Work order. Repeat every line below exactly, word for word.
BEGIN
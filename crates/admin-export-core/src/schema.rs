//! Model schema definitions
//!
//! Models are described by data rather than by Rust types so that any record
//! store can be exported. Relation targets are content type natural keys
//! (`app_label.model`).

use crate::contenttypes::{ContentType, natural_key};
use serde::{Deserialize, Serialize};
use serde_json::Value;

/// Field kinds
///
/// Serialized with a `type` tag, e.g. `{"type": "foreign_key", "to": "shop.customer"}`.
#[derive(Debug, Clone, PartialEq, Eq, Serialize, Deserialize)]
#[serde(tag = "type", rename_all = "snake_case")]
pub enum FieldKind {
	Text,
	Integer,
	Float,
	Decimal,
	Boolean,
	Date,
	DateTime,
	Json,
	/// Single related record; the stored value is the related primary key
	ForeignKey { to: String },
	/// Many related records; the stored value is an array of primary keys
	ManyToMany { to: String },
	/// Records of `from` whose `field` points back at this record
	Reverse { from: String, field: String },
}

impl FieldKind {
	/// Short name used in templates
	pub fn type_name(&self) -> &'static str {
		match self {
			FieldKind::Text => "text",
			FieldKind::Integer => "integer",
			FieldKind::Float => "float",
			FieldKind::Decimal => "decimal",
			FieldKind::Boolean => "boolean",
			FieldKind::Date => "date",
			FieldKind::DateTime => "datetime",
			FieldKind::Json => "json",
			FieldKind::ForeignKey { .. } => "foreign_key",
			FieldKind::ManyToMany { .. } => "many_to_many",
			FieldKind::Reverse { .. } => "reverse",
		}
	}

	pub fn is_relation(&self) -> bool {
		matches!(
			self,
			FieldKind::ForeignKey { .. } | FieldKind::ManyToMany { .. } | FieldKind::Reverse { .. }
		)
	}

	/// Natural key of the model on the other side of a relation
	pub fn related_model(&self) -> Option<&str> {
		match self {
			FieldKind::ForeignKey { to } | FieldKind::ManyToMany { to } => Some(to),
			FieldKind::Reverse { from, .. } => Some(from),
			_ => None,
		}
	}
}

/// A stored value and its display label
#[derive(Debug, Clone, PartialEq, Serialize, Deserialize)]
pub struct Choice {
	pub value: Value,
	pub label: String,
}

/// A model field
#[derive(Debug, Clone, PartialEq, Serialize, Deserialize)]
pub struct FieldMeta {
	pub name: String,
	#[serde(default, skip_serializing_if = "Option::is_none")]
	pub verbose_name: Option<String>,
	#[serde(flatten)]
	pub kind: FieldKind,
	#[serde(default, skip_serializing_if = "Vec::is_empty")]
	pub choices: Vec<Choice>,
}

impl FieldMeta {
	pub fn new(name: impl Into<String>, kind: FieldKind) -> Self {
		Self {
			name: name.into(),
			verbose_name: None,
			kind,
			choices: Vec::new(),
		}
	}

	pub fn with_verbose_name(mut self, verbose_name: impl Into<String>) -> Self {
		self.verbose_name = Some(verbose_name.into());
		self
	}

	pub fn with_choice(mut self, value: impl Into<Value>, label: impl Into<String>) -> Self {
		self.choices.push(Choice {
			value: value.into(),
			label: label.into(),
		});
		self
	}

	/// Human readable name, defaulting to the field name with spaces
	pub fn label(&self) -> String {
		self.verbose_name
			.clone()
			.unwrap_or_else(|| self.name.replace('_', " "))
	}

	pub fn is_relation(&self) -> bool {
		self.kind.is_relation()
	}

	/// Display label for a stored value, if the field declares choices
	pub fn choice_label(&self, value: &Value) -> Option<&str> {
		self.choices
			.iter()
			.find(|choice| &choice.value == value)
			.map(|choice| choice.label.as_str())
	}
}

fn default_pk_field() -> String {
	"id".to_string()
}

/// Model description
///
/// # Examples
///
/// ```
/// use admin_export_core::{FieldKind, FieldMeta, ModelMeta};
///
/// let meta = ModelMeta::new("shop", "Customer")
///     .with_field(FieldMeta::new("id", FieldKind::Integer))
///     .with_field(FieldMeta::new("name", FieldKind::Text));
///
/// assert_eq!(meta.natural_key(), "shop.customer");
/// assert!(meta.get_field("name").is_some());
/// ```
#[derive(Debug, Clone, PartialEq, Serialize, Deserialize)]
pub struct ModelMeta {
	pub app_label: String,
	pub model_name: String,
	#[serde(default, skip_serializing_if = "Option::is_none")]
	pub verbose_name: Option<String>,
	#[serde(default = "default_pk_field")]
	pub pk_field: String,
	#[serde(default)]
	pub fields: Vec<FieldMeta>,
	/// Computed values present on records but not stored as columns
	#[serde(default)]
	pub properties: Vec<String>,
}

impl ModelMeta {
	pub fn new(app_label: impl Into<String>, model_name: impl Into<String>) -> Self {
		Self {
			app_label: app_label.into(),
			model_name: model_name.into(),
			verbose_name: None,
			pk_field: default_pk_field(),
			fields: Vec::new(),
			properties: Vec::new(),
		}
	}

	pub fn with_field(mut self, field: FieldMeta) -> Self {
		self.fields.push(field);
		self
	}

	pub fn with_property(mut self, name: impl Into<String>) -> Self {
		self.properties.push(name.into());
		self
	}

	pub fn with_verbose_name(mut self, verbose_name: impl Into<String>) -> Self {
		self.verbose_name = Some(verbose_name.into());
		self
	}

	pub fn natural_key(&self) -> String {
		natural_key(&self.app_label, &self.model_name)
	}

	/// Unsaved content type for this model
	pub fn content_type(&self) -> ContentType {
		ContentType::new(&self.app_label, &self.model_name)
	}

	pub fn verbose_name(&self) -> String {
		self.verbose_name
			.clone()
			.unwrap_or_else(|| self.model_name.to_lowercase())
	}

	pub fn get_field(&self, name: &str) -> Option<&FieldMeta> {
		self.fields.iter().find(|field| field.name == name)
	}

	pub fn has_property(&self, name: &str) -> bool {
		self.properties.iter().any(|property| property == name)
	}
}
END
Exercise result.
filename crates/admin-export-core/src/schema.rs
//! Model schema definitions
//!
//! Models are described by data rather than by Rust types so that any record
//! store can be exported. Relation targets are content type natural keys
//! (`app_label.model`).

use crate::contenttypes::{ContentType, natural_key};
use serde::{Deserialize, Serialize};
use serde_json::Value;

/// Field kinds
///
/// Serialized with a `type` tag, e.g. `{"type": "foreign_key", "to": "shop.customer"}`.
#[derive(Debug, Clone, PartialEq, Eq, Serialize, Deserialize)]
#[serde(tag = "type", rename_all = "snake_case")]
pub enum FieldKind {
	Text,
	Integer,
	Float,
	Decimal,
	Boolean,
	Date,
	DateTime,
	Json,
	/// Single related record; the stored value is the related primary key
	ForeignKey { to: String },
	/// Many related records; the stored value is an array of primary keys
	ManyToMany { to: String },
	/// Records of `from` whose `field` points back at this record
	Reverse { from: String, field: String },
}

impl FieldKind {
	/// Short name used in templates
	pub fn type_name(&self) -> &'static str {
		match self {
			FieldKind::Text => "text",
			FieldKind::Integer => "integer",
			FieldKind::Float => "float",
			FieldKind::Decimal => "decimal",
			FieldKind::Boolean => "boolean",
			FieldKind::Date => "date",
			FieldKind::DateTime => "datetime",
			FieldKind::Json => "json",
			FieldKind::ForeignKey { .. } => "foreign_key",
			FieldKind::ManyToMany { .. } => "many_to_many",
			FieldKind::Reverse { .. } => "reverse",
		}
	}

	pub fn is_relation(&self) -> bool {
		matches!(
			self,
			FieldKind::ForeignKey { .. } | FieldKind::ManyToMany { .. } | FieldKind::Reverse { .. }
		)
	}

	/// Natural key of the model on the other side of a relation
	pub fn related_model(&self) -> Option<&str> {
		match self {
			FieldKind::ForeignKey { to } | FieldKind::ManyToMany { to } => Some(to),
			FieldKind::Reverse { from, .. } => Some(from),
			_ => None,
		}
	}
}

/// A stored value and its display label
#[derive(Debug, Clone, PartialEq, Serialize, Deserialize)]
pub struct Choice {
	pub value: Value,
	pub label: String,
}

/// A model field
#[derive(Debug, Clone, PartialEq, Serialize, Deserialize)]
pub struct FieldMeta {
	pub name: String,
	#[serde(default, skip_serializing_if = "Option::is_none")]
	pub verbose_name: Option<String>,
	#[serde(flatten)]
	pub kind: FieldKind,
	#[serde(default, skip_serializing_if = "Vec::is_empty")]
	pub choices: Vec<Choice>,
}

impl FieldMeta {
	pub fn new(name: impl Into<String>, kind: FieldKind) -> Self {
		Self {
			name: name.into(),
			verbose_name: None,
			kind,
			choices: Vec::new(),
		}
	}

	pub fn with_verbose_name(mut self, verbose_name: impl Into<String>) -> Self {
		self.verbose_name = Some(verbose_name.into());
		self
	}

	pub fn with_choice(mut self, value: impl Into<Value>, label: impl Into<String>) -> Self {
		self.choices.push(Choice {
			value: value.into(),
			label: label.into(),
		});
		self
	}

	/// Human readable name, defaulting to the field name with spaces
	pub fn label(&self) -> String {
		self.verbose_name
			.clone()
			.unwrap_or_else(|| self.name.replace('_', " "))
	}

	pub fn is_relation(&self) -> bool {
		self.kind.is_relation()
	}

	/// Display label for a stored value, if the field declares choices
	pub fn choice_label(&self, value: &Value) -> Option<&str> {
		self.choices
			.iter()
			.find(|choice| &choice.value == value)
			.map(|choice| choice.label.as_str())
	}
}

fn default_pk_field() -> String {
	"id".to_string()
}

/// Model description
///
/// # Examples
///
/// ```
/// use admin_export_core::{FieldKind, FieldMeta, ModelMeta};
///
/// let meta = ModelMeta::new("shop", "Customer")
///     .with_field(FieldMeta::new("id", FieldKind::Integer))
///     .with_field(FieldMeta::new("name", FieldKind::Text));
///
/// assert_eq!(meta.natural_key(), "shop.customer");
/// assert!(meta.get_field("name").is_some());
/// ```
#[derive(Debug, Clone, PartialEq, Serialize, Deserialize)]
pub struct ModelMeta {
	pub app_label: String,
	pub model_name: String,
	#[serde(default, skip_serializing_if = "Option::is_none")]
	pub verbose_name: Option<String>,
	#[serde(default = "default_pk_field")]
	pub pk_field: String,
	#[serde(default)]
	pub fields: Vec<FieldMeta>,
	/// Computed values present on records but not stored as columns
	#[serde(default)]
	pub properties: Vec<String>,
}

impl ModelMeta {
	pub fn new(app_label: impl Into<String>, model_name: impl Into<String>) -> Self {
		Self {
			app_label: app_label.into(),
			model_name: model_name.into(),
			verbose_name: None,
			pk_field: default_pk_field(),
			fields: Vec::new(),
			properties: Vec::new(),
		}
	}

	pub fn with_field(mut self, field: FieldMeta) -> Self {
		self.fields.push(field);
		self
	}

	pub fn with_property(mut self, name: impl Into<String>) -> Self {
		self.properties.push(name.into());
		self
	}

	pub fn with_verbose_name(mut self, verbose_name: impl Into<String>) -> Self {
		self.verbose_name = Some(verbose_name.into());
		self
	}

	pub fn natural_key(&self) -> String {
		natural_key(&self.app_label, &self.model_name)
	}

	/// Unsaved content type for this model
	pub fn content_type(&self) -> ContentType {
		ContentType::new(&self.app_label, &self.model_name)
	}

	pub fn verbose_name(&self) -> String {
		self.verbose_name
			.clone()
			.unwrap_or_else(|| self.model_name.to_lowercase())
	}

	pub fn get_field(&self, name: &str) -> Option<&FieldMeta> {
		self.fields.iter().find(|field| field.name == name)
	}

	pub fn has_property(&self, name: &str) -> bool {
		self.properties.iter().any(|property| property == name)
	}
}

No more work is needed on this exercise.